BEGIN
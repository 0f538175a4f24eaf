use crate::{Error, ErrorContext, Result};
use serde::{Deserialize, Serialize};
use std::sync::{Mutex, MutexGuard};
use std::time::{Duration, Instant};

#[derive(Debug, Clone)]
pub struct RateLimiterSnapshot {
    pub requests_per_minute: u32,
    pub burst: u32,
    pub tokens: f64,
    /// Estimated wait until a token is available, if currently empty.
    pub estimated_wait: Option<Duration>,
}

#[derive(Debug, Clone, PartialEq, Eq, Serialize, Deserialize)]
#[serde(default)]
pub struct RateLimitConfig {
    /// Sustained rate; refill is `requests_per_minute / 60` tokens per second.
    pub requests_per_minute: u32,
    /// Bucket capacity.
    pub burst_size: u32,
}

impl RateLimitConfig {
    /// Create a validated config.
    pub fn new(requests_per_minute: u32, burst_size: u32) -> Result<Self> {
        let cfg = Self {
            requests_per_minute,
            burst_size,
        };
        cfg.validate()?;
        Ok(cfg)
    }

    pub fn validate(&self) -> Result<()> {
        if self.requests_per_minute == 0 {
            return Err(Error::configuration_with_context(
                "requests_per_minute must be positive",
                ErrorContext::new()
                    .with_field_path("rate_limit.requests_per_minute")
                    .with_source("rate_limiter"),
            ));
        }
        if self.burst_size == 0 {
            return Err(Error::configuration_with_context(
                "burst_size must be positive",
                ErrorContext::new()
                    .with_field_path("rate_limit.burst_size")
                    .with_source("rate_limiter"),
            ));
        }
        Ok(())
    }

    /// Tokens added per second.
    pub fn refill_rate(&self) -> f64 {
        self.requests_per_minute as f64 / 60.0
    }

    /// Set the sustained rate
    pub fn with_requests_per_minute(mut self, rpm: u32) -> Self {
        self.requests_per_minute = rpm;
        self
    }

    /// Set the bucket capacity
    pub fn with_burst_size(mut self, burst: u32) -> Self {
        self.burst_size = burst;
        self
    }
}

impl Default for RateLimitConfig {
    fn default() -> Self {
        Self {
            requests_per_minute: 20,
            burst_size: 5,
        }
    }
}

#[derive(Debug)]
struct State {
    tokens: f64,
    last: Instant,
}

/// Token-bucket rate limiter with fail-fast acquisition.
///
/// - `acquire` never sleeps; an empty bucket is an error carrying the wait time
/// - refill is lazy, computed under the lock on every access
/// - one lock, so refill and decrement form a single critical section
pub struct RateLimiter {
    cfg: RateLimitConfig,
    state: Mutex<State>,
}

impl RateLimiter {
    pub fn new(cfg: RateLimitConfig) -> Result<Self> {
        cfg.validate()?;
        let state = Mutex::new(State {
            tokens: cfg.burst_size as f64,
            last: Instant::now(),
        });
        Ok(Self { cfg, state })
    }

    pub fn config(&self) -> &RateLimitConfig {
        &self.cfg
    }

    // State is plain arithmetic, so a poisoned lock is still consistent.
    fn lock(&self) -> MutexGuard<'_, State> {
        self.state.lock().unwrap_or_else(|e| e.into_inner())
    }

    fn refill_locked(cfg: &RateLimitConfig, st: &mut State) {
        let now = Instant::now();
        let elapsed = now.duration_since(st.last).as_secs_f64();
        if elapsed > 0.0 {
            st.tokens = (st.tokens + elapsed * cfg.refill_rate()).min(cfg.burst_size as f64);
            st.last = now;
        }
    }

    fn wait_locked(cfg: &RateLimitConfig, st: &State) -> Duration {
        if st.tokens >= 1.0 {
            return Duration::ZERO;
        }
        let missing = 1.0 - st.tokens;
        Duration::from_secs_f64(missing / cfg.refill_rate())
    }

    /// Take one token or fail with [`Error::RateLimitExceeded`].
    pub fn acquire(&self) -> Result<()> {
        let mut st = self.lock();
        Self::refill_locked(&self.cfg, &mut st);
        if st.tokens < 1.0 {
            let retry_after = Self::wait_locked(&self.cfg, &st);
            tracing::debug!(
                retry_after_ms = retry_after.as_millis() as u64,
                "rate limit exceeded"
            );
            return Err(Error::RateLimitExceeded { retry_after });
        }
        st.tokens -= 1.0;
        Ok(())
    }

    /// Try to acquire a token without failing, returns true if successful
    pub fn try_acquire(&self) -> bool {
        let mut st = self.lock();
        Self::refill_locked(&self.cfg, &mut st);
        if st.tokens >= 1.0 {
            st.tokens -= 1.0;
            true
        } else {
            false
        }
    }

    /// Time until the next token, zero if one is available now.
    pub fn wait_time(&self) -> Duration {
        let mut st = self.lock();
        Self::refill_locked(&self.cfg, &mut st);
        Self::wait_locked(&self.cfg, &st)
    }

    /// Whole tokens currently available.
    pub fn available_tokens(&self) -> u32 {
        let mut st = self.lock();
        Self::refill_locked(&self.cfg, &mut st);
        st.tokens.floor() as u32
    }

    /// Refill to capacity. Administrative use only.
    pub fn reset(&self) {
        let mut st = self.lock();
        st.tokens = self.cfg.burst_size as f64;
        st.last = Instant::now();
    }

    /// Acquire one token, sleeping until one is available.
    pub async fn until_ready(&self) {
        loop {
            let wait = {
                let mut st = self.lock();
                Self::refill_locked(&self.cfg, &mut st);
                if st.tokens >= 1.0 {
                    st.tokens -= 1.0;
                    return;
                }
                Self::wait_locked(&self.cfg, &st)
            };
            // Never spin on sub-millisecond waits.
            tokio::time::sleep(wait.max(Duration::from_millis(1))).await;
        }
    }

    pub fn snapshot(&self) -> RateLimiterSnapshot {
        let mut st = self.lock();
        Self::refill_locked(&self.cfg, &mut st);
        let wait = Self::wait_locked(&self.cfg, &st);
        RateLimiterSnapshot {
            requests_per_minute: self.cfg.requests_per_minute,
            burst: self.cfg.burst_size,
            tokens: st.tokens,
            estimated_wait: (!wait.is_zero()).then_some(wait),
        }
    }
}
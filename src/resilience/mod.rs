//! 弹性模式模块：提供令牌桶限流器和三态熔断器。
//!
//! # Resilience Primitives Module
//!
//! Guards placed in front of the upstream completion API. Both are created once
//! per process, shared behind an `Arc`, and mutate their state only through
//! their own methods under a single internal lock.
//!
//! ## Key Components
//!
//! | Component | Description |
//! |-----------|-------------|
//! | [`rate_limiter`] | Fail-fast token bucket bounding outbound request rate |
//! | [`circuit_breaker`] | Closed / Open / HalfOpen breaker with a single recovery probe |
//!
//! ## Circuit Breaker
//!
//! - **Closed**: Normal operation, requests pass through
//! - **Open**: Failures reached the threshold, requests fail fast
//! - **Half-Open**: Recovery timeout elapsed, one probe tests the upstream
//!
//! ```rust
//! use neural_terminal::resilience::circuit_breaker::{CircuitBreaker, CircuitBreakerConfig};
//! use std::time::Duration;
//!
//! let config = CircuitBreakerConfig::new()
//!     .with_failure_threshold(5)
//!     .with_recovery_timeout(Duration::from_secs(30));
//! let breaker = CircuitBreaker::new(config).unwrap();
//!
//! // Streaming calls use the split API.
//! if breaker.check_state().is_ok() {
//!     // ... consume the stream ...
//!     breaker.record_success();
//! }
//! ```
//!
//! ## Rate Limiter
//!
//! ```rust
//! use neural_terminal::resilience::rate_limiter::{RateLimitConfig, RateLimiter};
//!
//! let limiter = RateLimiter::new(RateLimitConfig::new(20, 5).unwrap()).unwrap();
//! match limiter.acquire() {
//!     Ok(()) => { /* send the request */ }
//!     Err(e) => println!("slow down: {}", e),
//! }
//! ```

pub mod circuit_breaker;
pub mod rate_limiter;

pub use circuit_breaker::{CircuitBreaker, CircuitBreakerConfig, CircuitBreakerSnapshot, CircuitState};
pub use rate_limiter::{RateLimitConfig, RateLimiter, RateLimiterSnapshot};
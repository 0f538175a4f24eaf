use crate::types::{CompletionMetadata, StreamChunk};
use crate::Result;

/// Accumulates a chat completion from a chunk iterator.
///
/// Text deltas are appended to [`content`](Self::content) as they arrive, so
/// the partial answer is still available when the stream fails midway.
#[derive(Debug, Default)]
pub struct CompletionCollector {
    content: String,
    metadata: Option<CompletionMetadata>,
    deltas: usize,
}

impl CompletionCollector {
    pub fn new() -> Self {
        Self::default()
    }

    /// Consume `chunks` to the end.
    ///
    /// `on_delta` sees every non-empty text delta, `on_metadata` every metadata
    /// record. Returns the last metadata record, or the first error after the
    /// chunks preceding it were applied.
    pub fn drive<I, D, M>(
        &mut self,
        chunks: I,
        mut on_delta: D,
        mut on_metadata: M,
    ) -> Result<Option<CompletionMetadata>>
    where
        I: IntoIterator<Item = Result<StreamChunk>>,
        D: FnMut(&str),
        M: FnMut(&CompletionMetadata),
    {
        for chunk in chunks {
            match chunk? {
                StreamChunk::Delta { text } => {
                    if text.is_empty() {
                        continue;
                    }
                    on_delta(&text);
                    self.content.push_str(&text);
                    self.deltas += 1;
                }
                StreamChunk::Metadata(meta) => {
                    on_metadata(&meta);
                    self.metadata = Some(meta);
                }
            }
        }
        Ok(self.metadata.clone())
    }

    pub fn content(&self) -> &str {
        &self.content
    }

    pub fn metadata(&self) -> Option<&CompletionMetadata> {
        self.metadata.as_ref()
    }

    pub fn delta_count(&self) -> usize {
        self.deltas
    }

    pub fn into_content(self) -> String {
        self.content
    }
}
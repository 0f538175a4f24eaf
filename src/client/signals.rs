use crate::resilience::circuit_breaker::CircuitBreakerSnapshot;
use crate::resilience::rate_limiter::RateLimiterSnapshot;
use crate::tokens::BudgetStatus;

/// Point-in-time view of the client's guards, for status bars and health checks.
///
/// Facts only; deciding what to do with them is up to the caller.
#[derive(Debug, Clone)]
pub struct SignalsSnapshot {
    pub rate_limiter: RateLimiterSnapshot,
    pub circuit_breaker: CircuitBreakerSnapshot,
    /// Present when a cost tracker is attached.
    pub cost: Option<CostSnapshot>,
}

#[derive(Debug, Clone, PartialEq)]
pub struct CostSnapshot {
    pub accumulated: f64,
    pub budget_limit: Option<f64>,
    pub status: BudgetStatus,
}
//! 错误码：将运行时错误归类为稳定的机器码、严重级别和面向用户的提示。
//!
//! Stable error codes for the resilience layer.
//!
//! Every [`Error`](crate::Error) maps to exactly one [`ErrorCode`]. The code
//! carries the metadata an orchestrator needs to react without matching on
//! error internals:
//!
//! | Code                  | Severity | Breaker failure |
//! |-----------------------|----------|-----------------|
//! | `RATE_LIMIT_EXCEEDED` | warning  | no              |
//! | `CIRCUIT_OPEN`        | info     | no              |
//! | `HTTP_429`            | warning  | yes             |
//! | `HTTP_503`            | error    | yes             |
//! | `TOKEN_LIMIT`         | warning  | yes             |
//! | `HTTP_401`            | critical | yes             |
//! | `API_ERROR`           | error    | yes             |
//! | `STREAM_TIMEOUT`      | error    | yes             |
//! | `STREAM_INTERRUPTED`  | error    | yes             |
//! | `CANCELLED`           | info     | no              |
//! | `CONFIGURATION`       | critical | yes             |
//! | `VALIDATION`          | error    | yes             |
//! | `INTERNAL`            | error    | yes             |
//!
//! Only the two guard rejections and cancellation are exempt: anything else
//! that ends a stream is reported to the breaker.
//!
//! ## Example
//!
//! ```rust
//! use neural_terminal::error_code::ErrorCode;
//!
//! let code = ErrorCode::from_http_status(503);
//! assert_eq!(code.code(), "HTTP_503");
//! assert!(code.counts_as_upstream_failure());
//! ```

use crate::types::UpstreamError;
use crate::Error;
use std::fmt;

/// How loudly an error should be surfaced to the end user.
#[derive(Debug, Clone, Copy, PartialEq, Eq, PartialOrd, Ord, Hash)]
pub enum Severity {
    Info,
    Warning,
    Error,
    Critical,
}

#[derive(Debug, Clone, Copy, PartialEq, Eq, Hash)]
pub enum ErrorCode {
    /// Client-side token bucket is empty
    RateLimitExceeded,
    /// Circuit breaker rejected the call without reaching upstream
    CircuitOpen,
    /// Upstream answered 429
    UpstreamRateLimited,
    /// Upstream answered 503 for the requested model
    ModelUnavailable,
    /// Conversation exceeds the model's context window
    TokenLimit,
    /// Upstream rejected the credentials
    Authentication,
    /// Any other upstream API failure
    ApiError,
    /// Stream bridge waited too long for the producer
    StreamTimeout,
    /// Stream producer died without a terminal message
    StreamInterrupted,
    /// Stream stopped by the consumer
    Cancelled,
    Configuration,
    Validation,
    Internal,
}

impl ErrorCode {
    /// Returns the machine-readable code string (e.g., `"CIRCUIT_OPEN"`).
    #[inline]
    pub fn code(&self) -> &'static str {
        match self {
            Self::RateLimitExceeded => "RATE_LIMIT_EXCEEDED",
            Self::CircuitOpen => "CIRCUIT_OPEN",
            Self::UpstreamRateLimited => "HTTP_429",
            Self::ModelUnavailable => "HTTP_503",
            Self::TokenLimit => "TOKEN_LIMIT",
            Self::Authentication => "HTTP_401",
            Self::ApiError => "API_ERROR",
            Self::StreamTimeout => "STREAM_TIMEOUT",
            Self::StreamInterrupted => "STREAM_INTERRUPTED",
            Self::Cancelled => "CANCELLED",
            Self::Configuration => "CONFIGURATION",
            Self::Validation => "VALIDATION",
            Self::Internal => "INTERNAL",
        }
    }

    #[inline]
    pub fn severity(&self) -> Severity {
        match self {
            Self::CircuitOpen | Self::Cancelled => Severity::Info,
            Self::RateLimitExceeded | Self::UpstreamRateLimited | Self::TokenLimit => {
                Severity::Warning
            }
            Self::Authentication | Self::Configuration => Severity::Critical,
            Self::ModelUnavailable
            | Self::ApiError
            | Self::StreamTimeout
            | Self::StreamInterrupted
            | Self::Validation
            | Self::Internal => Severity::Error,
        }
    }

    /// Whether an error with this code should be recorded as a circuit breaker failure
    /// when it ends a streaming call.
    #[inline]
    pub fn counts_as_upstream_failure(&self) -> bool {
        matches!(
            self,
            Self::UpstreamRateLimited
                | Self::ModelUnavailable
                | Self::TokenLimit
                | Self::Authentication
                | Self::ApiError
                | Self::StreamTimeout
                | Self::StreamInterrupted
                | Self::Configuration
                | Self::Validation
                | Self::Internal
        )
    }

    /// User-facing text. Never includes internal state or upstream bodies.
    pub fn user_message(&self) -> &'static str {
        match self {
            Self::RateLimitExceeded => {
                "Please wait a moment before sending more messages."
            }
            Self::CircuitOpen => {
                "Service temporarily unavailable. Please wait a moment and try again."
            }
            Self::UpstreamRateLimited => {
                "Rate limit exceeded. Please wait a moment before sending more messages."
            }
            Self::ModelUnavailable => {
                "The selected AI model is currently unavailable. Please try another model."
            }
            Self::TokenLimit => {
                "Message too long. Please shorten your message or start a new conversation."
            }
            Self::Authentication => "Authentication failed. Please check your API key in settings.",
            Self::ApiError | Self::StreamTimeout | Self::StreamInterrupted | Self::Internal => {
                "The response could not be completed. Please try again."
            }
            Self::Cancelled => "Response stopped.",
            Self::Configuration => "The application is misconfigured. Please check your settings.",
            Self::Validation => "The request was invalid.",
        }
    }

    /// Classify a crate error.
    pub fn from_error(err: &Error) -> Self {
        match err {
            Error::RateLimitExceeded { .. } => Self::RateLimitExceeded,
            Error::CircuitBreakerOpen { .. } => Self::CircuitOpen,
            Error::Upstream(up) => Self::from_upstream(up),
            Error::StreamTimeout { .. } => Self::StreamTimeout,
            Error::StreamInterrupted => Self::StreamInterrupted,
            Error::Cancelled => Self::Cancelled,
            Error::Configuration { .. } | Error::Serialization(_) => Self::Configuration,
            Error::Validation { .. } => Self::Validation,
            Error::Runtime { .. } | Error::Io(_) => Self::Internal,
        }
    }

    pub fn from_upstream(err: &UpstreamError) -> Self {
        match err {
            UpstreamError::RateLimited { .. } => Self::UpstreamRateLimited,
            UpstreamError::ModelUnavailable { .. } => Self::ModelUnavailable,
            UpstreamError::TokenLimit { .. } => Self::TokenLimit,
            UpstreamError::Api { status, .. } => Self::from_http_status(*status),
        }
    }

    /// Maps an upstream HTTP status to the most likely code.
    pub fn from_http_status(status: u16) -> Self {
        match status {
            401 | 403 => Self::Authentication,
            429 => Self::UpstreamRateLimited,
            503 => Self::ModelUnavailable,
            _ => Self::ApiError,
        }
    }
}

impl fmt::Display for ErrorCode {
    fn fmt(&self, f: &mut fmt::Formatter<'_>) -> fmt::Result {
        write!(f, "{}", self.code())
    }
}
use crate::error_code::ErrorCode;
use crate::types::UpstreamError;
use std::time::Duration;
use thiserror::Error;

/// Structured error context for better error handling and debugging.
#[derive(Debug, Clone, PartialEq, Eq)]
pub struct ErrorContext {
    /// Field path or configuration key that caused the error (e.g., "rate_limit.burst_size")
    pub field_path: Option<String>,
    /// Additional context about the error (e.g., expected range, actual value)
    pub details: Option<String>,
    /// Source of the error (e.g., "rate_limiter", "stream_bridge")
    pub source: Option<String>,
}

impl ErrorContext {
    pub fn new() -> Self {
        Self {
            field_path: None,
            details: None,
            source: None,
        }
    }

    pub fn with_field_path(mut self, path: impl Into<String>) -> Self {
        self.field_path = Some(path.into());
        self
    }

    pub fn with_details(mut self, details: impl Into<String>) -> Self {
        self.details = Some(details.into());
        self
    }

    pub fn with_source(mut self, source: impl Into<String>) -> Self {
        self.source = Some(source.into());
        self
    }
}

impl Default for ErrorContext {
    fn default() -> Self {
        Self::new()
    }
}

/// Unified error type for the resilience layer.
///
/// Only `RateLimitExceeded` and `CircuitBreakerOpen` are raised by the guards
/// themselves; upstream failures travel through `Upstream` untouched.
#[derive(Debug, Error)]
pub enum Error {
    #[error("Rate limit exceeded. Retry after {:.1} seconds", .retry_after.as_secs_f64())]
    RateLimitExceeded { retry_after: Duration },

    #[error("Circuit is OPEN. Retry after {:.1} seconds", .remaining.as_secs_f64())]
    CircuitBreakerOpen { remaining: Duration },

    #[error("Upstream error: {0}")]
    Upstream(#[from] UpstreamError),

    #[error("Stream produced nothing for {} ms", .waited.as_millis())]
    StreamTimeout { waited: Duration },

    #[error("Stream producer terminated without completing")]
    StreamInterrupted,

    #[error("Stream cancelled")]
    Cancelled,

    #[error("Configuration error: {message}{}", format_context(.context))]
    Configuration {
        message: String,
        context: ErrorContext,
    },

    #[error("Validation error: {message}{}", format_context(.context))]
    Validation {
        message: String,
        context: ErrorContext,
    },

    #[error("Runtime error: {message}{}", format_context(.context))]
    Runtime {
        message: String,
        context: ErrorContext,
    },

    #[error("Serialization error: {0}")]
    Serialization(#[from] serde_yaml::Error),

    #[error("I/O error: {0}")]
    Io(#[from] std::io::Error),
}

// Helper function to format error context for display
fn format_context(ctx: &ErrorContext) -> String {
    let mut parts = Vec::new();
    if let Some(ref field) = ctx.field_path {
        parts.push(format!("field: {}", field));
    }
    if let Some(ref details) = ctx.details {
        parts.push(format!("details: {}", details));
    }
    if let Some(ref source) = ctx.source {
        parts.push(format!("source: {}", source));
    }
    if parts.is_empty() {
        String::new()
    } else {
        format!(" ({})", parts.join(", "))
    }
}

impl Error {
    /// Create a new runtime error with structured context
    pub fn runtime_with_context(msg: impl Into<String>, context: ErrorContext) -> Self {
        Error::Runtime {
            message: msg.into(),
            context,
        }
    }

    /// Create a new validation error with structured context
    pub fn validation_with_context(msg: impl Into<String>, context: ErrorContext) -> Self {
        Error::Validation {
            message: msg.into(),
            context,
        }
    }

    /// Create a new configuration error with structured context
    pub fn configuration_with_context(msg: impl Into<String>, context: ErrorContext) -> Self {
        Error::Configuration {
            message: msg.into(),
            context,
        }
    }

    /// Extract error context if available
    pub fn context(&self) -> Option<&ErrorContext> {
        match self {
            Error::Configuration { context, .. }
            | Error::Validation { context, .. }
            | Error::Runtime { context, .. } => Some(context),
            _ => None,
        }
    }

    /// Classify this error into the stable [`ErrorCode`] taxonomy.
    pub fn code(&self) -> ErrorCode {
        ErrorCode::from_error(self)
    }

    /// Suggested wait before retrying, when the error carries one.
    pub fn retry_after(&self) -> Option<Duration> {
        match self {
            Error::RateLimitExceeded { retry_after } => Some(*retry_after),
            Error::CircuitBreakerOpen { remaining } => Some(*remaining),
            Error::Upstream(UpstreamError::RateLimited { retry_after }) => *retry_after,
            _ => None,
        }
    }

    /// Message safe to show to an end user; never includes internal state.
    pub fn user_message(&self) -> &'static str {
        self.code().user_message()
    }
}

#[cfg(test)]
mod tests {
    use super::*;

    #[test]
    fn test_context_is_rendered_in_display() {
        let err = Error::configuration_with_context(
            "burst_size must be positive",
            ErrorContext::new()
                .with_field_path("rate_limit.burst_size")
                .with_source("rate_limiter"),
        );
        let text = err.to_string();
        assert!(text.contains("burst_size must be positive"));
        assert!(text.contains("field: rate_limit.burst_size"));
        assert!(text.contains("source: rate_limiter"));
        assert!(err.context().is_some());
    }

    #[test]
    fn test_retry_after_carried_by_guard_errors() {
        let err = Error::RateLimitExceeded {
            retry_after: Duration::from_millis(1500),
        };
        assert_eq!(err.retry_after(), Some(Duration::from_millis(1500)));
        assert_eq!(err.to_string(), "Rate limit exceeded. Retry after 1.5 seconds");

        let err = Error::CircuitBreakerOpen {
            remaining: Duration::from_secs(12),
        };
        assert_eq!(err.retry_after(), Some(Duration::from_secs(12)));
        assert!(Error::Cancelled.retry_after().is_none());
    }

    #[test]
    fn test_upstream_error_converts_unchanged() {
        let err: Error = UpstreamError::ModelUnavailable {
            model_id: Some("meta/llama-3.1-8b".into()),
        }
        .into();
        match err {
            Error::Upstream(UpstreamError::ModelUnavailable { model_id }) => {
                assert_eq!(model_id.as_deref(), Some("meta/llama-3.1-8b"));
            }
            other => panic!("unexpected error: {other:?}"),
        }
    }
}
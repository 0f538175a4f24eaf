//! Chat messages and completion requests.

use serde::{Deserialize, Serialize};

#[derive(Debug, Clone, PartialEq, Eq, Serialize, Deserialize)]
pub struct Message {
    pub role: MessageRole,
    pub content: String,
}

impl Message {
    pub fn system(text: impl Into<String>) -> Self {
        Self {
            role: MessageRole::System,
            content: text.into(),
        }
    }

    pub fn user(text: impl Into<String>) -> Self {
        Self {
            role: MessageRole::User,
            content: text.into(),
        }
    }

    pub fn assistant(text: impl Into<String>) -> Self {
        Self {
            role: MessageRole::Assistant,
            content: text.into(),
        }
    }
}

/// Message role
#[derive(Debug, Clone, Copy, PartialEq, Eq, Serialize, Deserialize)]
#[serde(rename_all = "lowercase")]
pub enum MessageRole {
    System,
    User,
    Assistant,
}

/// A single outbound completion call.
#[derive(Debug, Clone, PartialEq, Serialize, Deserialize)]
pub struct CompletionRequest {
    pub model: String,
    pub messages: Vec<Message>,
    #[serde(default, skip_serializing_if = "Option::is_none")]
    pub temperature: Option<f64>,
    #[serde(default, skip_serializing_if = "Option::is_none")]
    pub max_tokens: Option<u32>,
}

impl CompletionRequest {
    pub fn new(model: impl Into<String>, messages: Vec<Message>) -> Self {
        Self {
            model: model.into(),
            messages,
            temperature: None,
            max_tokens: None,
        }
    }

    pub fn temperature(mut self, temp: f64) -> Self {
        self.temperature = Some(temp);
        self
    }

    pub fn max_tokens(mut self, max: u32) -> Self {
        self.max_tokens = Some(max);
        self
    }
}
END
WORK ORDER: Within the material above, extract exactly the lines that start at the line containing "self.content.push_str(&text);" and stop after the line containing "pub struct CostSnapshot", and only those.

EXERCISE SOLUTION:
                    self.content.push_str(&text);
                    self.deltas += 1;
                }
                StreamChunk::Metadata(meta) => {
                    on_metadata(&meta);
                    self.metadata = Some(meta);
                }
            }
        }
        Ok(self.metadata.clone())
    }

    pub fn content(&self) -> &str {
        &self.content
    }

    pub fn metadata(&self) -> Option<&CompletionMetadata> {
        self.metadata.as_ref()
    }

    pub fn delta_count(&self) -> usize {
        self.deltas
    }

    pub fn into_content(self) -> String {
        self.content
    }
}
repository 0f538175a4f24eaf
filename src/client/signals.rs
use crate::resilience::circuit_breaker::CircuitBreakerSnapshot;
use crate::resilience::rate_limiter::RateLimiterSnapshot;
use crate::tokens::BudgetStatus;

/// Point-in-time view of the client's guards, for status bars and health checks.
///
/// Facts only; deciding what to do with them is up to the caller.
#[derive(Debug, Clone)]
pub struct SignalsSnapshot {
    pub rate_limiter: RateLimiterSnapshot,
    pub circuit_breaker: CircuitBreakerSnapshot,
    /// Present when a cost tracker is attached.
    pub cost: Option<CostSnapshot>,
}

#[derive(Debug, Clone, PartialEq)]
pub struct CostSnapshot {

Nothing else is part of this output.